Paraffin oxidation is a historical industrial process for the production of synthetic fatty acids. The fatty acids are further processed to consumer products such as soaps and fats as well as to lubricating greases for technical applications. Coal slack wax, a saturated, high molecular weight hydrocarbon mixture and by-product of the Fischer–Tropsch process was used as raw material. Side products were a wide range of carboxylic acids and oxidation products such as alcohols, aldehydes, esters, or ketones.

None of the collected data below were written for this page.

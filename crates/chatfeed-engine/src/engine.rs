//! The engine facade a presentation layer talks to.

use std::sync::Arc;

use chatfeed_store::{MessageId, RemoteStore, UserId};
use tokio::sync::watch;
use tracing::{debug, info};

use crate::directory::Directory;
use crate::feed::FeedSnapshot;
use crate::mutation::MutationService;
use crate::selection::{Anchor, Selection, SelectionState};
use crate::sync::{
    DisconnectCallback, FeedChangedCallback, FeedSynchronizer, StreamDisconnected, Subscription,
};
use crate::EngineError;

/// Builder for [`Engine`].
pub struct EngineBuilder {
    store: Arc<dyn RemoteStore>,
    current_user: UserId,
    on_feed_changed: Option<FeedChangedCallback>,
    on_stream_disconnected: Option<DisconnectCallback>,
}

impl EngineBuilder {
    /// Create a builder for `current_user`'s session against `store`.
    pub fn new(store: Arc<dyn RemoteStore>, current_user: impl Into<UserId>) -> Self {
        Self {
            store,
            current_user: current_user.into(),
            on_feed_changed: None,
            on_stream_disconnected: None,
        }
    }

    /// Called with the new snapshot whenever the feed changes.
    pub fn on_feed_changed(
        mut self,
        callback: impl Fn(&FeedSnapshot) + Send + Sync + 'static,
    ) -> Self {
        self.on_feed_changed = Some(Arc::new(callback));
        self
    }

    /// Called once if the message subscription is lost.
    pub fn on_stream_disconnected(
        mut self,
        callback: impl Fn(&StreamDisconnected) + Send + Sync + 'static,
    ) -> Self {
        self.on_stream_disconnected = Some(Arc::new(callback));
        self
    }

    /// Load the directory, then open the message subscription.
    ///
    /// Fails with [`EngineError::DirectoryUnavailable`] before any
    /// subscription is opened if the users collection cannot be read.
    pub async fn start(self) -> Result<Engine, EngineError> {
        let directory = Directory::load(self.store.as_ref()).await?;

        let mut synchronizer = FeedSynchronizer::new(Arc::clone(&directory));
        if let Some(callback) = self.on_feed_changed {
            synchronizer = synchronizer.with_feed_callback(callback);
        }
        if let Some(callback) = self.on_stream_disconnected {
            synchronizer = synchronizer.with_disconnect_callback(callback);
        }
        let subscription = synchronizer.subscribe(self.store.as_ref()).await?;
        let mutations = MutationService::new(Arc::clone(&self.store), subscription.handle());

        info!(user = %self.current_user, users = directory.len(), "engine started");
        Ok(Engine {
            current_user: self.current_user,
            directory,
            subscription,
            mutations,
            selection: SelectionState::default(),
        })
    }
}

/// A running chat session: the live feed, the mutation entry points and the
/// contextual-action selection.
pub struct Engine {
    current_user: UserId,
    directory: Arc<Directory>,
    subscription: Subscription,
    mutations: MutationService,
    selection: SelectionState,
}

impl Engine {
    pub fn builder(store: Arc<dyn RemoteStore>, current_user: impl Into<UserId>) -> EngineBuilder {
        EngineBuilder::new(store, current_user)
    }

    /// Send a message as the current user.
    ///
    /// It appears in the feed once the stream delivers it.
    pub async fn send_message(&self, text: &str) -> Result<MessageId, EngineError> {
        self.mutations.create(text, &self.current_user).await
    }

    /// Select one of the current user's messages for a contextual action.
    pub fn select_message(&mut self, anchor: Anchor, id: &MessageId) -> Result<(), EngineError> {
        let handle = self.subscription.handle();
        let message = handle
            .get(id)
            .ok_or_else(|| EngineError::UnknownMessage(id.clone()))?;
        if !message.is_from(&self.current_user) {
            return Err(EngineError::NotAuthor(id.clone()));
        }

        debug!(id = %id, anchor = anchor.0, "message selected");
        self.selection.select(anchor, message);
        Ok(())
    }

    /// Dismiss the selection without acting on it.
    pub fn clear_selection(&mut self) {
        if let Some(selection) = self.selection.clear() {
            debug!(id = %selection.target(), "selection dismissed");
        }
    }

    /// Edit the selected message.
    ///
    /// The selection is cleared on success and kept on failure, unless the
    /// message has left the feed.
    pub async fn edit_message(&mut self, id: &MessageId, text: &str) -> Result<(), EngineError> {
        self.require_selection(id)?;
        let result = self.mutations.update(id, text).await;
        self.settle_selection(&result);
        result
    }

    /// Delete the selected message.
    ///
    /// The selection is cleared on success and kept on failure, unless the
    /// message has left the feed.
    pub async fn delete_message(&mut self, id: &MessageId) -> Result<(), EngineError> {
        self.require_selection(id)?;
        let result = self.mutations.delete(id).await;
        self.settle_selection(&result);
        result
    }

    /// Drop the selection if its message is no longer in the feed.
    fn require_selection(&mut self, id: &MessageId) -> Result<(), EngineError> {
        self.selection.require(id)?;
        if !self.subscription.handle().contains(id) {
            debug!(id = %id, "selected message left the feed");
            self.selection.clear();
            return Err(EngineError::UnknownMessage(id.clone()));
        }
        Ok(())
    }

    fn settle_selection(&mut self, result: &Result<(), EngineError>) {
        if matches!(result, Ok(()) | Err(EngineError::UnknownMessage(_))) {
            self.selection.clear();
        }
    }

    /// The current feed snapshot.
    pub fn feed(&self) -> FeedSnapshot {
        self.subscription.feed()
    }

    /// A receiver notified on every feed change.
    pub fn watch_feed(&self) -> watch::Receiver<FeedSnapshot> {
        self.subscription.handle().watch()
    }

    pub fn selection(&self) -> Option<&Selection> {
        self.selection.current()
    }

    pub fn directory(&self) -> &Arc<Directory> {
        &self.directory
    }

    pub fn current_user(&self) -> &UserId {
        &self.current_user
    }

    /// Detach from the message stream. No callback fires after this returns.
    pub async fn close(&mut self) {
        self.subscription.close().await;
        info!(user = %self.current_user, "engine closed");
    }
}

The oxidation of paraffins was carried out in the liquid phase by molecular oxygen, e.g. by aerating with oxygen or atmospheric air, in the presence of catalysts such as permanganates, e.g. 0.1% - 0.3% potassium permanganate, at temperatures in the range of about 100 to 120 °C and under atmospheric pressure.

== History ==

The process was commercially important from the mid-1930s on and was carried out until the first years after the Second World War on a large industrial scale. Paraffin oxidation enabled for first time the large-scale production of synthetic butter from coal by chemical means which was at that time seen as a sensation. Because of the high availability of inexpensive natural fats and the competition by petroleum-based fatty alcohols, the process lost its importance in the early 1950s.

== Process ==
The process consisted of three main steps: oxidation, reconditioning of the oxidation mixture to crude fatty acids and eventually their separation by fractional distillation into fatty acid fractions. The chemical industry processed the fatty acid fractions further into finished products such as soaps, detergents, plasticizers and synthetic fat. The paraffin oxidation was almost exclusively run in a discontinuous batch mode.

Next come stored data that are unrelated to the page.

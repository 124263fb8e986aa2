//! In-process document store.
//!
//! Behaves like the remote store as far as the engine can tell: ids and
//! timestamps are assigned on create, a new subscription first receives the
//! existing documents as one `added` batch, and every write is pushed to live
//! subscribers as a one-record batch. Faults can be injected to exercise
//! failure paths.

use std::sync::Arc;
use std::sync::atomic::{AtomicBool, Ordering};

use async_trait::async_trait;
use chrono::{DateTime, Utc};
use tokio::sync::{Mutex, broadcast};
use tracing::{debug, trace, warn};

use crate::{
    ChangeBatch, ChangeRecord, ChangeStream, MESSAGES_COLLECTION, MessageId, MessageRecord,
    NewMessage, RemoteStore, StoreError, UserRecord,
};

/// Broadcast channel capacity for live change batches.
const EVENT_CHANNEL_CAPACITY: usize = 1024;

#[derive(Debug, Clone)]
enum StoreEvent {
    Batch(ChangeBatch),
    Drop(String),
}

#[derive(Debug, Default)]
struct Inner {
    users: Vec<UserRecord>,
    /// Ordered by `sent_at`.
    messages: Vec<MessageRecord>,
    last_sent_at: Option<DateTime<Utc>>,
    paused: bool,
    held: Vec<ChangeBatch>,
}

/// In-memory implementation of [`RemoteStore`].
pub struct MemoryStore {
    inner: Mutex<Inner>,
    events_tx: broadcast::Sender<StoreEvent>,
    fail_users: AtomicBool,
    fail_writes: AtomicBool,
    fail_subscribe: AtomicBool,
}

impl MemoryStore {
    /// Create an empty store.
    pub fn new() -> Arc<Self> {
        Self::with_users(Vec::new())
    }

    /// Create a store whose users collection holds `users`.
    pub fn with_users(users: impl IntoIterator<Item = UserRecord>) -> Arc<Self> {
        let (events_tx, _) = broadcast::channel(EVENT_CHANNEL_CAPACITY);
        Arc::new(Self {
            inner: Mutex::new(Inner {
                users: users.into_iter().collect(),
                ..Inner::default()
            }),
            events_tx,
            fail_users: AtomicBool::new(false),
            fail_writes: AtomicBool::new(false),
            fail_subscribe: AtomicBool::new(false),
        })
    }

    /// Make `list_users` fail.
    pub fn set_fail_users(&self, fail: bool) {
        self.fail_users.store(fail, Ordering::SeqCst);
    }

    /// Make create, update and delete fail without touching any document.
    pub fn set_fail_writes(&self, fail: bool) {
        self.fail_writes.store(fail, Ordering::SeqCst);
    }

    /// Make `subscribe_messages` refuse before any subscriber is registered.
    pub fn set_fail_subscribe(&self, fail: bool) {
        self.fail_subscribe.store(fail, Ordering::SeqCst);
    }

    /// Insert a message with a caller-chosen id and timestamp.
    pub async fn insert_message(&self, record: MessageRecord) {
        let mut inner = self.inner.lock().await;
        let pos = inner
            .messages
            .partition_point(|m| m.sent_at <= record.sent_at);
        inner.messages.insert(pos, record.clone());
        inner.last_sent_at = inner.last_sent_at.max(Some(record.sent_at));
        self.emit(&mut inner, vec![ChangeRecord::Added { doc: record }]);
    }

    /// Deliver a batch to live subscribers without touching stored documents.
    ///
    /// Used to simulate replays and out-of-band changes.
    pub async fn push_changes(&self, batch: ChangeBatch) {
        let mut inner = self.inner.lock().await;
        self.emit(&mut inner, batch);
    }

    /// Hold back live batches until [`resume_stream`](Self::resume_stream).
    pub async fn pause_stream(&self) {
        self.inner.lock().await.paused = true;
    }

    /// Deliver held batches in order and go back to live delivery.
    pub async fn resume_stream(&self) {
        let mut inner = self.inner.lock().await;
        inner.paused = false;
        let held = std::mem::take(&mut inner.held);
        for batch in held {
            self.emit(&mut inner, batch);
        }
    }

    /// Drop every live subscription with the given reason.
    pub fn drop_subscribers(&self, reason: impl Into<String>) {
        if self.events_tx.send(StoreEvent::Drop(reason.into())).is_err() {
            trace!("no subscribers to drop");
        }
    }

    /// Number of live subscriptions.
    pub fn subscriber_count(&self) -> usize {
        self.events_tx.receiver_count()
    }

    /// Stored messages in `sent_at` order.
    pub async fn messages(&self) -> Vec<MessageRecord> {
        self.inner.lock().await.messages.clone()
    }

    fn emit(&self, inner: &mut Inner, batch: ChangeBatch) {
        if inner.paused {
            inner.held.push(batch);
            return;
        }
        if self.events_tx.send(StoreEvent::Batch(batch)).is_err() {
            trace!("no subscribers for change batch");
        }
    }

    fn check_writable(&self) -> Result<(), StoreError> {
        if self.fail_writes.load(Ordering::SeqCst) {
            return Err(StoreError::Unavailable("write rejected".to_string()));
        }
        Ok(())
    }

    fn not_found(id: &MessageId) -> StoreError {
        StoreError::NotFound {
            collection: MESSAGES_COLLECTION.to_string(),
            id: id.to_string(),
        }
    }
}

#[async_trait]
impl RemoteStore for MemoryStore {
    async fn list_users(&self) -> Result<Vec<UserRecord>, StoreError> {
        if self.fail_users.load(Ordering::SeqCst) {
            return Err(StoreError::Unavailable("users collection unreachable".to_string()));
        }
        Ok(self.inner.lock().await.users.clone())
    }

    async fn subscribe_messages(&self) -> Result<ChangeStream, StoreError> {
        if self.fail_subscribe.load(Ordering::SeqCst) {
            return Err(StoreError::Unavailable("subscription refused".to_string()));
        }

        // Snapshot and subscribe under one lock so no write falls in between.
        let (initial, mut events_rx) = {
            let inner = self.inner.lock().await;
            let initial: ChangeBatch = inner
                .messages
                .iter()
                .cloned()
                .map(|doc| ChangeRecord::Added { doc })
                .collect();
            (initial, self.events_tx.subscribe())
        };

        let (tx, stream) = ChangeStream::channel();
        debug!(existing = initial.len(), "memory store subscription opened");
        if tx.send(Ok(initial)).await.is_err() {
            return Err(StoreError::Unavailable("subscription closed".to_string()));
        }

        let task = tokio::spawn(async move {
            loop {
                match events_rx.recv().await {
                    Ok(StoreEvent::Batch(batch)) => {
                        if tx.send(Ok(batch)).await.is_err() {
                            return;
                        }
                    }
                    Ok(StoreEvent::Drop(reason)) => {
                        let _ = tx.send(Err(StoreError::Unavailable(reason))).await;
                        return;
                    }
                    Err(broadcast::error::RecvError::Lagged(skipped)) => {
                        warn!(skipped, "memory store subscriber lagged");
                        let _ = tx
                            .send(Err(StoreError::Unavailable(format!(
                                "subscriber lagged by {} batches",
                                skipped
                            ))))
                            .await;
                        return;
                    }
                    Err(broadcast::error::RecvError::Closed) => return,
                }
            }
        });

        Ok(stream.with_task(task))
    }

    async fn create_message(&self, draft: &NewMessage) -> Result<MessageId, StoreError> {
        self.check_writable()?;

        let mut inner = self.inner.lock().await;
        let sent_at = match inner.last_sent_at {
            Some(last) => last.max(Utc::now()),
            None => Utc::now(),
        };
        let record = MessageRecord {
            id: MessageId(uuid::Uuid::new_v4().to_string()),
            text: draft.text.clone(),
            sent_by: draft.sent_by.clone(),
            sent_at,
        };
        let id = record.id.clone();

        inner.last_sent_at = Some(sent_at);
        inner.messages.push(record.clone());
        self.emit(&mut inner, vec![ChangeRecord::Added { doc: record }]);

        debug!(id = %id, "memory store: message created");
        Ok(id)
    }

    async fn update_message_text(&self, id: &MessageId, text: &str) -> Result<(), StoreError> {
        self.check_writable()?;

        let mut inner = self.inner.lock().await;
        let record = inner
            .messages
            .iter_mut()
            .find(|m| &m.id == id)
            .ok_or_else(|| Self::not_found(id))?;
        record.text = text.to_string();
        let doc = record.clone();
        self.emit(&mut inner, vec![ChangeRecord::Modified { doc }]);

        debug!(id = %id, "memory store: message updated");
        Ok(())
    }

    async fn delete_message(&self, id: &MessageId) -> Result<(), StoreError> {
        self.check_writable()?;

        let mut inner = self.inner.lock().await;
        let pos = inner
            .messages
            .iter()
            .position(|m| &m.id == id)
            .ok_or_else(|| Self::not_found(id))?;
        inner.messages.remove(pos);
        self.emit(&mut inner, vec![ChangeRecord::Removed { id: id.clone() }]);

        debug!(id = %id, "memory store: message deleted");
        Ok(())
    }
}

#[cfg(test)]
mod tests {
    use super::*;
    use crate::UserId;
    use chrono::TimeZone;
    use pretty_assertions::assert_eq;

    fn record(id: &str, secs: i64) -> MessageRecord {
        MessageRecord {
            id: MessageId::from(id),
            text: format!("text {}", id),
            sent_by: UserId::from("u1"),
            sent_at: Utc.timestamp_opt(secs, 0).unwrap(),
        }
    }

    #[tokio::test]
    async fn test_subscribe_replays_existing_documents_in_order() {
        let store = MemoryStore::new();
        store.insert_message(record("m2", 2)).await;
        store.insert_message(record("m1", 1)).await;

        let mut stream = store.subscribe_messages().await.unwrap();
        let batch = stream.next_batch().await.unwrap().unwrap();

        let ids: Vec<_> = batch.iter().map(|c| c.id().as_str()).collect();
        assert_eq!(ids, vec!["m1", "m2"]);
    }

    #[tokio::test]
    async fn test_writes_are_pushed_to_subscribers() {
        let store = MemoryStore::new();
        let mut stream = store.subscribe_messages().await.unwrap();
        let _initial = stream.next_batch().await;

        let id = store
            .create_message(&NewMessage::new("hello", UserId::from("u1")))
            .await
            .unwrap();
        store.update_message_text(&id, "hello!").await.unwrap();
        store.delete_message(&id).await.unwrap();

        let mut kinds = Vec::new();
        for _ in 0..3 {
            let batch = stream.next_batch().await.unwrap().unwrap();
            kinds.extend(batch.iter().map(|c| c.kind().to_string()));
        }
        assert_eq!(kinds, vec!["added", "modified", "removed"]);
        assert!(store.messages().await.is_empty());
    }

    #[tokio::test]
    async fn test_created_timestamps_never_decrease() {
        let store = MemoryStore::new();
        let future = Utc::now() + chrono::Duration::hours(1);
        store
            .insert_message(MessageRecord {
                sent_at: future,
                ..record("m0", 0)
            })
            .await;

        store
            .create_message(&NewMessage::new("later", UserId::from("u1")))
            .await
            .unwrap();

        let messages = store.messages().await;
        assert!(messages[1].sent_at >= messages[0].sent_at);
    }

    #[tokio::test]
    async fn test_fail_writes_leaves_documents_untouched() {
        let store = MemoryStore::new();
        store.insert_message(record("m1", 1)).await;
        store.set_fail_writes(true);

        let result = store
            .update_message_text(&MessageId::from("m1"), "changed")
            .await;

        assert!(matches!(result, Err(StoreError::Unavailable(_))));
        assert_eq!(store.messages().await[0].text, "text m1");
    }

    #[tokio::test]
    async fn test_update_missing_document() {
        let store = MemoryStore::new();
        let result = store
            .update_message_text(&MessageId::from("nope"), "x")
            .await;
        assert!(matches!(result, Err(StoreError::NotFound { .. })));
    }

    #[tokio::test]
    async fn test_pause_holds_batches_until_resume() {
        let store = MemoryStore::new();
        let mut stream = store.subscribe_messages().await.unwrap();
        let _initial = stream.next_batch().await;

        store.pause_stream().await;
        store.insert_message(record("m1", 1)).await;
        let pending =
            tokio::time::timeout(std::time::Duration::from_millis(50), stream.next_batch()).await;
        assert!(pending.is_err());

        store.resume_stream().await;
        let batch = stream.next_batch().await.unwrap().unwrap();
        assert_eq!(batch[0].id().as_str(), "m1");
    }

    #[tokio::test]
    async fn test_drop_subscribers_ends_stream_with_error() {
        let store = MemoryStore::new();
        let mut stream = store.subscribe_messages().await.unwrap();
        let _initial = stream.next_batch().await;

        store.drop_subscribers("maintenance");

        assert!(matches!(
            stream.next_batch().await,
            Some(Err(StoreError::Unavailable(ref reason))) if reason == "maintenance"
        ));
        assert!(stream.next_batch().await.is_none());
    }

    #[tokio::test]
    async fn test_fail_users() {
        let store = MemoryStore::with_users(vec![UserRecord {
            id: UserId::from("u1"),
            first_name: "A".into(),
            last_name: String::new(),
        }]);
        assert_eq!(store.list_users().await.unwrap().len(), 1);

        store.set_fail_users(true);
        assert!(store.list_users().await.is_err());
    }

    #[tokio::test]
    async fn test_fail_subscribe_registers_no_subscriber() {
        let store = MemoryStore::new();
        store.set_fail_subscribe(true);

        assert!(matches!(
            store.subscribe_messages().await,
            Err(StoreError::Unavailable(_))
        ));
        assert_eq!(store.subscriber_count(), 0);

        store.set_fail_subscribe(false);
        let _stream = store.subscribe_messages().await.unwrap();
        assert_eq!(store.subscriber_count(), 1);
    }
}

Fractions were selected based on the intended purposes of each of the desired products:

- C_{1}-C_{4}: Acids used for industrial purposes, recovered from the vapors given off during the oxidation process
- C_{5}-C_{9}: Reduced to alcohols
- C_{9}-C_{11}: Froth flotation
- C_{9}-C_{16}: Reacted with glycerol to produce edible fats such as synthetic margarine
- C_{10}-C_{18}: Soap
- C_{18}-C_{24}: Metallic soap, lithium soap, etc.

== Mechanism ==
The first explanation for oxidation mechanism was given by the peroxide theory, developed by Alexei Nikolaevich Bach and Carl Engler, also known as the Engler-Bach theory. According to their theory, as the first step a secondary hydroperoxide is formed. The assumption that this hydroperoxide is then radically decomposed was confirmed by later studies by Eric Rideal.

- R-H + O_{2} → ROOH

The function of metal catalyst is to increase the speed of both the formation and decomposition of the hydroperoxide. This produces, among other things, an alkyl radical, which forms with oxygen peroxo radikals. This forms by abstraction of a hydrogen atom from another molecule paraffin a new alkyl radical and a hydroperoxide.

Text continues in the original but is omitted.